▸ **The task**: From the entries underneath, give the number of lines holding the word "true", without any other words.

---------- Data for this task

use axum::{
    extract::State,
    http::{HeaderMap, StatusCode},
    response::IntoResponse,
    Json,
};

use crate::{
    model::{
        api::ErrorDto,
        user::{RegisterUserDto, UpdateUserDto, UserDto},
    },
    server::{
        error::AppError,
        middleware::auth::AuthGuard,
        model::user::{RegisterUserParams, UpdateUserParams},
        service::user::UserService,
        state::AppState,
    },
};

pub static USER_TAG: &str = "user";

#[utoipa::path(
    post,
    path = "/users",
    tag = USER_TAG,
    request_body = RegisterUserDto,
    responses(
        (status = 201, description = "Successfully registered staff account", body = UserDto),
        (status = 400, description = "Invalid account data", body = ErrorDto),
        (status = 404, description = "Gym not found", body = ErrorDto),
        (status = 409, description = "Email already in use", body = ErrorDto),
        (status = 500, description = "Internal server error", body = ErrorDto)
    ),
)]
pub async fn register_user(
    State(state): State<AppState>,
    Json(payload): Json<RegisterUserDto>,
) -> Result<impl IntoResponse, AppError> {
    let user = UserService::new(&state.db)
        .register(RegisterUserParams::from(payload))
        .await?;

    Ok((StatusCode::CREATED, Json(user.into_dto())))
}

#[utoipa::path(
    get,
    path = "/users",
    tag = USER_TAG,
    responses(
        (status = 200, description = "Staff of the caller's gym", body = Vec<UserDto>),
        (status = 401, description = "Missing or invalid token", body = ErrorDto),
        (status = 500, description = "Internal server error", body = ErrorDto)
    ),
)]
pub async fn get_users(
    State(state): State<AppState>,
    headers: HeaderMap,
) -> Result<impl IntoResponse, AppError> {
    let ctx = AuthGuard::new(&state.db, &state.tokens, &headers)
        .require()
        .await?;

    let users = UserService::new(&state.db).get_by_gym(ctx).await?;

    let dtos: Vec<UserDto> = users.into_iter().map(|user| user.into_dto()).collect();

    Ok((StatusCode::OK, Json(dtos)))
}

#[utoipa::path(
    put,
    path = "/users",
    tag = USER_TAG,
    request_body = UpdateUserDto,
    responses(
        (status = 200, description = "Successfully updated the caller's account", body = UserDto),
        (status = 400, description = "Invalid account data", body = ErrorDto),
        (status = 401, description = "Missing or invalid token", body = ErrorDto),
        (status = 409, description = "Email already in use", body = ErrorDto),
        (status = 500, description = "Internal server error", body = ErrorDto)
    ),
)]
pub async fn update_user(
    State(state): State<AppState>,
    headers: HeaderMap,
    Json(payload): Json<UpdateUserDto>,
) -> Result<impl IntoResponse, AppError> {
    let ctx = AuthGuard::new(&state.db, &state.tokens, &headers)
        .require()
        .await?;

    let user = UserService::new(&state.db)
        .update_self(ctx, UpdateUserParams::from(payload))
        .await?;

    Ok((StatusCode::OK, Json(user.into_dto())))
}
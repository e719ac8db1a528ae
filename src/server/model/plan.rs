//! Domain models for membership-plan data operations.

use crate::model::plan::{CreatePlanDto, PlanDto, UpdatePlanDto};

/// A membership plan. Plans are a global catalog shared by all gyms; the
/// enrollment snapshots the derived price so later plan edits do not rewrite
/// history.
#[derive(Debug, Clone, PartialEq)]
pub struct Plan {
    pub id: i32,
    pub title: String,
    pub duration_months: i32,
    /// Monthly price.
    pub price: f64,
}

impl Plan {
    /// Converts an entity model to a plan domain model at the repository boundary.
    pub fn from_entity(entity: entity::plan::Model) -> Self {
        Self {
            id: entity.id,
            title: entity.title,
            duration_months: entity.duration_months,
            price: entity.price,
        }
    }

    pub fn into_dto(self) -> PlanDto {
        PlanDto {
            id: self.id,
            title: self.title,
            duration_months: self.duration_months,
            price: self.price,
        }
    }
}

/// Parameters for creating a plan.
#[derive(Debug, Clone)]
pub struct CreatePlanParams {
    pub title: String,
    pub duration_months: i32,
    pub price: f64,
}

impl From<CreatePlanDto> for CreatePlanParams {
    fn from(dto: CreatePlanDto) -> Self {
        Self {
            title: dto.title,
            duration_months: dto.duration_months,
            price: dto.price,
        }
    }
}

/// Parameters for updating a plan. Only provided fields are changed.
#[derive(Debug, Clone)]
pub struct UpdatePlanParams {
    pub title: Option<String>,
    pub duration_months: Option<i32>,
    pub price: Option<f64>,
}

impl From<UpdatePlanDto> for UpdatePlanParams {
    fn from(dto: UpdatePlanDto) -> Self {
        Self {
            title: dto.title,
            duration_months: dto.duration_months,
            price: dto.price,
        }
    }
}
use sea_orm::entity::prelude::*;

#[derive(Clone, Debug, PartialEq, Eq, DeriveEntityModel)]
#[sea_orm(table_name = "check_in")]
pub struct Model {
    #[sea_orm(primary_key)]
    pub id: i32,
    pub student_id: i32,
    pub created_at: DateTimeUtc,
}

#[derive(Copy, Clone, Debug, EnumIter, DeriveRelation)]
pub enum Relation {
    #[sea_orm(
        belongs_to = "super::student::Entity",
        from = "Column::StudentId",
        to = "super::student::Column::Id",
        on_delete = "Cascade"
    )]
    Student,
}

impl Related<super::student::Entity> for Entity {
    fn to() -> RelationDef {
        Relation::Student.def()
    }
}

impl ActiveModelBehavior for ActiveModel {}
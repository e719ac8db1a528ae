//! Factory methods for creating test data.
//!
//! Each entity has its own factory module with both a `Factory` struct for
//! customization and a `create_*` convenience function for quick default
//! creation. Factories automatically handle foreign key dependencies where a
//! parent id is required, making tests concise.
//!
//! # Basic Usage
//!
//! ```rust,ignore
//! use test_utils::factory;
//!
//! #[tokio::test]
//! async fn test_example() -> Result<(), sea_orm::DbErr> {
//!     let db = /* ... */;
//!
//!     // Create with defaults
//!     let gym = factory::gym::create_gym(&db).await?;
//!     let student = factory::student::create_student(&db, gym.id).await?;
//!
//!     // Create a fully enrolled student in one call
//!     let (gym, student, plan, enrollment) =
//!         factory::helpers::create_enrolled_student(&db).await?;
//!
//!     Ok(())
//! }
//! ```
//!
//! # Customization
//!
//! Use the factory builders for custom values:
//!
//! ```rust,ignore
//! let student = factory::student::StudentFactory::new(&db, gym.id)
//!     .name("Ringo Deathstarr")
//!     .email("ringo@example.com")
//!     .build()
//!     .await?;
//! ```

pub mod check_in;
pub mod enrollment;
pub mod gym;
pub mod help_order;
pub mod helpers;
pub mod plan;
pub mod student;
pub mod user;

// Re-export commonly used factory functions for concise usage
pub use check_in::create_check_in;
pub use enrollment::create_enrollment;
pub use gym::create_gym;
pub use help_order::create_help_order;
pub use plan::create_plan;
pub use student::create_student;
pub use user::create_user;
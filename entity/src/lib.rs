pub mod check_in;
pub mod enrollment;
pub mod gym;
pub mod help_order;
pub mod plan;
pub mod prelude;
pub mod student;
pub mod user;
use chrono::{DateTime, Utc};
use serde::{Deserialize, Serialize};
use utoipa::ToSchema;

#[derive(Serialize, Deserialize, PartialEq, Clone, Debug, ToSchema)]
pub struct EnrollmentDto {
    pub id: i32,
    pub student_id: i32,
    pub plan_id: i32,
    pub start_date: DateTime<Utc>,
    pub end_date: DateTime<Utc>,
    pub price: f64,
    /// Whether the enrollment covers the current instant.
    pub active: bool,
}

#[derive(Serialize, Deserialize, PartialEq, Clone, Debug, ToSchema)]
pub struct CreateEnrollmentDto {
    pub student_id: i32,
    pub plan_id: i32,
    pub start_date: DateTime<Utc>,
}

/// Partial update; omitted fields fall back to the stored enrollment.
#[derive(Serialize, Deserialize, PartialEq, Clone, Debug, ToSchema)]
pub struct UpdateEnrollmentDto {
    pub plan_id: Option<i32>,
    pub start_date: Option<DateTime<Utc>>,
}
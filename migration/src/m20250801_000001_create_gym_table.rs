use sea_orm_migration::{prelude::*, schema::*};

#[derive(DeriveMigrationName)]
pub struct Migration;

#[async_trait::async_trait]
impl MigrationTrait for Migration {
    async fn up(&self, manager: &SchemaManager) -> Result<(), DbErr> {
        manager
            .create_table(
                Table::create()
                    .table(Gym::Table)
                    .if_not_exists()
                    .col(pk_auto(Gym::Id))
                    .col(string(Gym::Name))
                    .col(string(Gym::Address))
                    .col(string(Gym::Contact))
                    .to_owned(),
            )
            .await
    }

    async fn down(&self, manager: &SchemaManager) -> Result<(), DbErr> {
        manager
            .drop_table(Table::drop().table(Gym::Table).to_owned())
            .await
    }
}

#[derive(DeriveIden)]
pub enum Gym {
    Table,
    Id,
    Name,
    Address,
    Contact,
}
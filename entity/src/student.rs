use sea_orm::entity::prelude::*;

#[derive(Clone, Debug, PartialEq, DeriveEntityModel)]
#[sea_orm(table_name = "student")]
pub struct Model {
    #[sea_orm(primary_key)]
    pub id: i32,
    pub name: String,
    #[sea_orm(unique)]
    pub email: String,
    pub age: i32,
    pub weight: f64,
    pub height: String,
    pub gym_id: i32,
}

#[derive(Copy, Clone, Debug, EnumIter, DeriveRelation)]
pub enum Relation {
    #[sea_orm(
        belongs_to = "super::gym::Entity",
        from = "Column::GymId",
        to = "super::gym::Column::Id",
        on_delete = "Cascade"
    )]
    Gym,
    #[sea_orm(has_many = "super::enrollment::Entity")]
    Enrollment,
    #[sea_orm(has_many = "super::check_in::Entity")]
    CheckIn,
    #[sea_orm(has_many = "super::help_order::Entity")]
    HelpOrder,
}

impl Related<super::gym::Entity> for Entity {
    fn to() -> RelationDef {
        Relation::Gym.def()
    }
}

impl Related<super::enrollment::Entity> for Entity {
    fn to() -> RelationDef {
        Relation::Enrollment.def()
    }
}

impl Related<super::check_in::Entity> for Entity {
    fn to() -> RelationDef {
        Relation::CheckIn.def()
    }
}

impl Related<super::help_order::Entity> for Entity {
    fn to() -> RelationDef {
        Relation::HelpOrder.def()
    }
}

impl ActiveModelBehavior for ActiveModel {}
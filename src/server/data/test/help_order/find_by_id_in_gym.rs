use super::*;

/// Tests looking up an order through its own gym.
///
/// Expected: Ok(Some(HelpOrder)) for the gym the student belongs to
#[tokio::test]
async fn finds_order_within_own_gym() -> Result<(), DbErr> {
    let test = TestBuilder::new()
        .with_gym_tables()
        .build()
        .await
        .unwrap();
    let db = test.db.as_ref().unwrap();

    let gym = factory::gym::create_gym(db).await?;
    let student = factory::student::create_student(db, gym.id).await?;
    let order = factory::help_order::create_help_order(db, student.id).await?;

    let found = HelpOrderRepository::new(db)
        .find_by_id_in_gym(order.id, gym.id)
        .await?;

    assert_eq!(found.map(|o| o.id), Some(order.id));

    Ok(())
}

/// Tests that an order belonging to another gym's student is invisible.
///
/// Expected: Ok(None) for the foreign gym
#[tokio::test]
async fn hides_order_from_other_gyms() -> Result<(), DbErr> {
    let test = TestBuilder::new()
        .with_gym_tables()
        .build()
        .await
        .unwrap();
    let db = test.db.as_ref().unwrap();

    let gym = factory::gym::create_gym(db).await?;
    let student = factory::student::create_student(db, gym.id).await?;
    let order = factory::help_order::create_help_order(db, student.id).await?;

    let other_gym = factory::gym::create_gym(db).await?;

    let found = HelpOrderRepository::new(db)
        .find_by_id_in_gym(order.id, other_gym.id)
        .await?;

    assert_eq!(found, None);

    Ok(())
}
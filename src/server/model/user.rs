//! Domain models for staff-account data operations.

use crate::model::user::{RegisterUserDto, UpdateUserDto, UserDto};

/// A staff account. The password hash lives in
/// [`AuthCredentials`](crate::server::model::auth::AuthCredentials) and is never
/// carried on this model.
#[derive(Debug, Clone, PartialEq)]
pub struct User {
    pub id: i32,
    pub name: String,
    pub email: String,
    /// Gym this account operates; scopes every authenticated request.
    pub gym_id: i32,
}

impl User {
    /// Converts an entity model to a user domain model at the repository boundary.
    pub fn from_entity(entity: entity::user::Model) -> Self {
        Self {
            id: entity.id,
            name: entity.name,
            email: entity.email,
            gym_id: entity.gym_id,
        }
    }

    pub fn into_dto(self) -> UserDto {
        UserDto {
            id: self.id,
            name: self.name,
            email: self.email,
            gym_id: self.gym_id,
        }
    }
}

/// Parameters for registering a staff account.
#[derive(Debug, Clone)]
pub struct RegisterUserParams {
    pub name: String,
    pub email: String,
    /// Plaintext password; hashed by the service before it reaches the repository.
    pub password: String,
    pub gym_id: i32,
}

impl From<RegisterUserDto> for RegisterUserParams {
    fn from(dto: RegisterUserDto) -> Self {
        Self {
            name: dto.name,
            email: dto.email,
            password: dto.password,
            gym_id: dto.gym_id,
        }
    }
}

/// Repository-level insert parameters, carrying the already-hashed password.
#[derive(Debug, Clone)]
pub struct InsertUserParams {
    pub name: String,
    pub email: String,
    pub password_hash: String,
    pub gym_id: i32,
}

/// Repository-level update parameters, carrying the already-hashed password.
#[derive(Debug, Clone)]
pub struct UpdateUserRecord {
    pub name: Option<String>,
    pub email: Option<String>,
    pub password_hash: Option<String>,
}

/// Parameters for updating the caller's own account. Only provided fields are
/// changed.
#[derive(Debug, Clone)]
pub struct UpdateUserParams {
    pub name: Option<String>,
    pub email: Option<String>,
    pub password: Option<String>,
}

impl From<UpdateUserDto> for UpdateUserParams {
    fn from(dto: UpdateUserDto) -> Self {
        Self {
            name: dto.name,
            email: dto.email,
            password: dto.password,
        }
    }
}
use super::*;

/// Tests deleting an existing plan.
///
/// Expected: Ok(true), and the plan is no longer findable
#[tokio::test]
async fn deletes_existing_plan() -> Result<(), DbErr> {
    let test = TestBuilder::new()
        .with_table(entity::prelude::Plan)
        .build()
        .await
        .unwrap();
    let db = test.db.as_ref().unwrap();

    let plan = factory::plan::create_plan(db).await?;

    let repo = PlanRepository::new(db);

    assert!(repo.delete(plan.id).await?);
    assert_eq!(repo.find_by_id(plan.id).await?, None);

    Ok(())
}

/// Tests deleting a plan that does not exist.
///
/// Expected: Ok(false)
#[tokio::test]
async fn returns_false_for_missing_plan() -> Result<(), DbErr> {
    let test = TestBuilder::new()
        .with_table(entity::prelude::Plan)
        .build()
        .await
        .unwrap();
    let db = test.db.as_ref().unwrap();

    assert!(!PlanRepository::new(db).delete(999).await?);

    Ok(())
}
use sea_orm::DatabaseConnection;

use crate::server::{
    data::user::UserRepository,
    error::{auth::AuthError, AppError},
    model::user::User,
    service::token::TokenService,
};

/// Login flow: verifies credentials and issues a session token.
pub struct SessionService<'a> {
    db: &'a DatabaseConnection,
    tokens: &'a TokenService,
}

impl<'a> SessionService<'a> {
    pub fn new(db: &'a DatabaseConnection, tokens: &'a TokenService) -> Self {
        Self { db, tokens }
    }

    /// Authenticates a staff user by email and password.
    ///
    /// Unknown email and wrong password produce the same error, so the login
    /// endpoint does not reveal which accounts exist.
    ///
    /// # Returns
    /// - `Ok((token, user))` - Signed session token and the authenticated user
    /// - `Err(AuthError::InvalidCredentials)` - Unknown email or wrong password
    pub async fn login(&self, email: &str, password: &str) -> Result<(String, User), AppError> {
        let repo = UserRepository::new(self.db);

        let Some(credentials) = repo.find_credentials(email).await? else {
            return Err(AuthError::InvalidCredentials.into());
        };

        let valid = bcrypt::verify(password, &credentials.password_hash)
            .map_err(|e| AppError::InternalError(format!("Password verification failed: {e}")))?;

        if !valid {
            return Err(AuthError::InvalidCredentials.into());
        }

        let token = self.tokens.issue(&credentials.user)?;

        Ok((token, credentials.user))
    }
}
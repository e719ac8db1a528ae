//! Gym data repository for database operations.

use sea_orm::{ActiveValue, DatabaseConnection, DbErr, EntityTrait, QueryOrder};

use crate::server::model::gym::{CreateGymParams, Gym, UpdateGymParams};

/// Repository providing database operations for gym management.
pub struct GymRepository<'a> {
    db: &'a DatabaseConnection,
}

impl<'a> GymRepository<'a> {
    pub fn new(db: &'a DatabaseConnection) -> Self {
        Self { db }
    }

    /// Gets all gyms, ordered alphabetically by name.
    ///
    /// # Returns
    /// - `Ok(Vec<Gym>)` - All gyms (empty if none exist)
    /// - `Err(DbErr)` - Database error during query
    pub async fn get_all(&self) -> Result<Vec<Gym>, DbErr> {
        let entities = entity::prelude::Gym::find()
            .order_by_asc(entity::gym::Column::Name)
            .all(self.db)
            .await?;

        Ok(entities.into_iter().map(Gym::from_entity).collect())
    }

    /// Finds a gym by id.
    ///
    /// # Returns
    /// - `Ok(Some(Gym))` - Gym found
    /// - `Ok(None)` - No gym with that id
    /// - `Err(DbErr)` - Database error during query
    pub async fn find_by_id(&self, id: i32) -> Result<Option<Gym>, DbErr> {
        let entity = entity::prelude::Gym::find_by_id(id).one(self.db).await?;

        Ok(entity.map(Gym::from_entity))
    }

    /// Creates a gym from parameter model.
    ///
    /// # Returns
    /// - `Ok(Gym)` - The created gym with its assigned id
    /// - `Err(DbErr)` - Database error during insert
    pub async fn create(&self, params: CreateGymParams) -> Result<Gym, DbErr> {
        let entity = entity::prelude::Gym::insert(entity::gym::ActiveModel {
            name: ActiveValue::Set(params.name),
            address: ActiveValue::Set(params.address),
            contact: ActiveValue::Set(params.contact),
            ..Default::default()
        })
        .exec_with_returning(self.db)
        .await?;

        Ok(Gym::from_entity(entity))
    }

    /// Updates a gym, merging provided fields over the stored record.
    ///
    /// Every column is written with its merged value so the update fires even
    /// when a caller supplies values equal to the stored ones.
    ///
    /// # Returns
    /// - `Ok(Some(Gym))` - The updated gym
    /// - `Ok(None)` - No gym with that id
    /// - `Err(DbErr)` - Database error during query or update
    pub async fn update(&self, id: i32, params: UpdateGymParams) -> Result<Option<Gym>, DbErr> {
        let Some(existing) = entity::prelude::Gym::find_by_id(id).one(self.db).await? else {
            return Ok(None);
        };

        let entity = entity::prelude::Gym::update(entity::gym::ActiveModel {
            id: ActiveValue::Unchanged(existing.id),
            name: ActiveValue::Set(params.name.unwrap_or(existing.name)),
            address: ActiveValue::Set(params.address.unwrap_or(existing.address)),
            contact: ActiveValue::Set(params.contact.unwrap_or(existing.contact)),
        })
        .exec(self.db)
        .await?;

        Ok(Some(Gym::from_entity(entity)))
    }

    /// Deletes a gym by id.
    ///
    /// # Returns
    /// - `Ok(true)` - Gym deleted
    /// - `Ok(false)` - No gym with that id
    /// - `Err(DbErr)` - Database error during delete
    pub async fn delete(&self, id: i32) -> Result<bool, DbErr> {
        let result = entity::prelude::Gym::delete_by_id(id).exec(self.db).await?;

        Ok(result.rows_affected > 0)
    }
}
use super::*;

/// Tests creating a gym and reading it back by id.
///
/// Expected: Ok(Gym) with an assigned id and the provided fields
#[tokio::test]
async fn creates_gym_with_provided_fields() -> Result<(), DbErr> {
    let test = TestBuilder::new()
        .with_table(entity::prelude::Gym)
        .build()
        .await
        .unwrap();
    let db = test.db.as_ref().unwrap();

    let repo = GymRepository::new(db);

    let created = repo
        .create(CreateGymParams {
            name: "Iron Temple".to_string(),
            address: "1 Main St".to_string(),
            contact: "555-0100".to_string(),
        })
        .await?;

    assert!(created.id > 0);

    let found = repo.find_by_id(created.id).await?;
    assert_eq!(found, Some(created));

    Ok(())
}

/// Tests that get_all orders gyms alphabetically by name.
///
/// Expected: Ok(Vec<Gym>) sorted by name
#[tokio::test]
async fn get_all_orders_by_name() -> Result<(), DbErr> {
    let test = TestBuilder::new()
        .with_table(entity::prelude::Gym)
        .build()
        .await
        .unwrap();
    let db = test.db.as_ref().unwrap();

    let repo = GymRepository::new(db);

    for name in ["Zenith Gym", "Apex Gym"] {
        repo.create(CreateGymParams {
            name: name.to_string(),
            address: "1 Main St".to_string(),
            contact: "555-0100".to_string(),
        })
        .await?;
    }

    let gyms = repo.get_all().await?;

    assert_eq!(gyms.len(), 2);
    assert_eq!(gyms[0].name, "Apex Gym");
    assert_eq!(gyms[1].name, "Zenith Gym");

    Ok(())
}
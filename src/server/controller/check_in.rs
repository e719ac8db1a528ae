use axum::{
    extract::{Path, State},
    http::StatusCode,
    response::IntoResponse,
    Json,
};

use crate::{
    model::{api::ErrorDto, check_in::CheckInDto},
    server::{error::AppError, service::check_in::CheckInService, state::AppState},
};

pub static CHECK_IN_TAG: &str = "check_in";

#[utoipa::path(
    get,
    path = "/students/{student_id}/checkin",
    tag = CHECK_IN_TAG,
    params(
        ("student_id" = i32, Path, description = "Student ID")
    ),
    responses(
        (status = 200, description = "Check-in history, newest first", body = Vec<CheckInDto>),
        (status = 404, description = "Student not found", body = ErrorDto),
        (status = 500, description = "Internal server error", body = ErrorDto)
    ),
)]
pub async fn get_check_ins(
    State(state): State<AppState>,
    Path(student_id): Path<i32>,
) -> Result<impl IntoResponse, AppError> {
    let check_ins = CheckInService::new(&state.db)
        .get_by_student(student_id)
        .await?;

    let dtos: Vec<CheckInDto> = check_ins.into_iter().map(|c| c.into_dto()).collect();

    Ok((StatusCode::OK, Json(dtos)))
}

#[utoipa::path(
    post,
    path = "/students/{student_id}/checkin",
    tag = CHECK_IN_TAG,
    params(
        ("student_id" = i32, Path, description = "Student ID")
    ),
    responses(
        (status = 201, description = "Successfully recorded check-in", body = CheckInDto),
        (status = 404, description = "Student not found", body = ErrorDto),
        (status = 500, description = "Internal server error", body = ErrorDto)
    ),
)]
pub async fn create_check_in(
    State(state): State<AppState>,
    Path(student_id): Path<i32>,
) -> Result<impl IntoResponse, AppError> {
    let check_in = CheckInService::new(&state.db).create(student_id).await?;

    Ok((StatusCode::CREATED, Json(check_in.into_dto())))
}
use sea_orm_migration::{prelude::*, schema::*};

use super::m20250801_000001_create_gym_table::Gym;

#[derive(DeriveMigrationName)]
pub struct Migration;

#[async_trait::async_trait]
impl MigrationTrait for Migration {
    async fn up(&self, manager: &SchemaManager) -> Result<(), DbErr> {
        manager
            .create_table(
                Table::create()
                    .table(Student::Table)
                    .if_not_exists()
                    .col(pk_auto(Student::Id))
                    .col(string(Student::Name))
                    .col(string_uniq(Student::Email))
                    .col(integer(Student::Age))
                    .col(double(Student::Weight))
                    .col(string(Student::Height))
                    .col(integer(Student::GymId))
                    .foreign_key(
                        ForeignKey::create()
                            .name("fk_student_gym_id")
                            .from(Student::Table, Student::GymId)
                            .to(Gym::Table, Gym::Id)
                            .on_delete(ForeignKeyAction::Cascade)
                            .on_update(ForeignKeyAction::Cascade),
                    )
                    .to_owned(),
            )
            .await
    }

    async fn down(&self, manager: &SchemaManager) -> Result<(), DbErr> {
        manager
            .drop_table(Table::drop().table(Student::Table).to_owned())
            .await
    }
}

#[derive(DeriveIden)]
pub enum Student {
    Table,
    Id,
    Name,
    Email,
    Age,
    Weight,
    Height,
    GymId,
}
//! Domain models for gym data operations.

use crate::model::gym::{CreateGymDto, GymDto, UpdateGymDto};

/// A gym, the tenant boundary for staff, students, and their records.
#[derive(Debug, Clone, PartialEq)]
pub struct Gym {
    pub id: i32,
    pub name: String,
    pub address: String,
    pub contact: String,
}

impl Gym {
    /// Converts an entity model to a gym domain model at the repository boundary.
    pub fn from_entity(entity: entity::gym::Model) -> Self {
        Self {
            id: entity.id,
            name: entity.name,
            address: entity.address,
            contact: entity.contact,
        }
    }

    pub fn into_dto(self) -> GymDto {
        GymDto {
            id: self.id,
            name: self.name,
            address: self.address,
            contact: self.contact,
        }
    }
}

/// Parameters for creating a new gym.
#[derive(Debug, Clone)]
pub struct CreateGymParams {
    pub name: String,
    pub address: String,
    pub contact: String,
}

impl From<CreateGymDto> for CreateGymParams {
    fn from(dto: CreateGymDto) -> Self {
        Self {
            name: dto.name,
            address: dto.address,
            contact: dto.contact,
        }
    }
}

/// Parameters for updating a gym. Only provided fields are changed.
#[derive(Debug, Clone)]
pub struct UpdateGymParams {
    pub name: Option<String>,
    pub address: Option<String>,
    pub contact: Option<String>,
}

impl From<UpdateGymDto> for UpdateGymParams {
    fn from(dto: UpdateGymDto) -> Self {
        Self {
            name: dto.name,
            address: dto.address,
            contact: dto.contact,
        }
    }
}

--------------------

▸ **Result of this task**: 2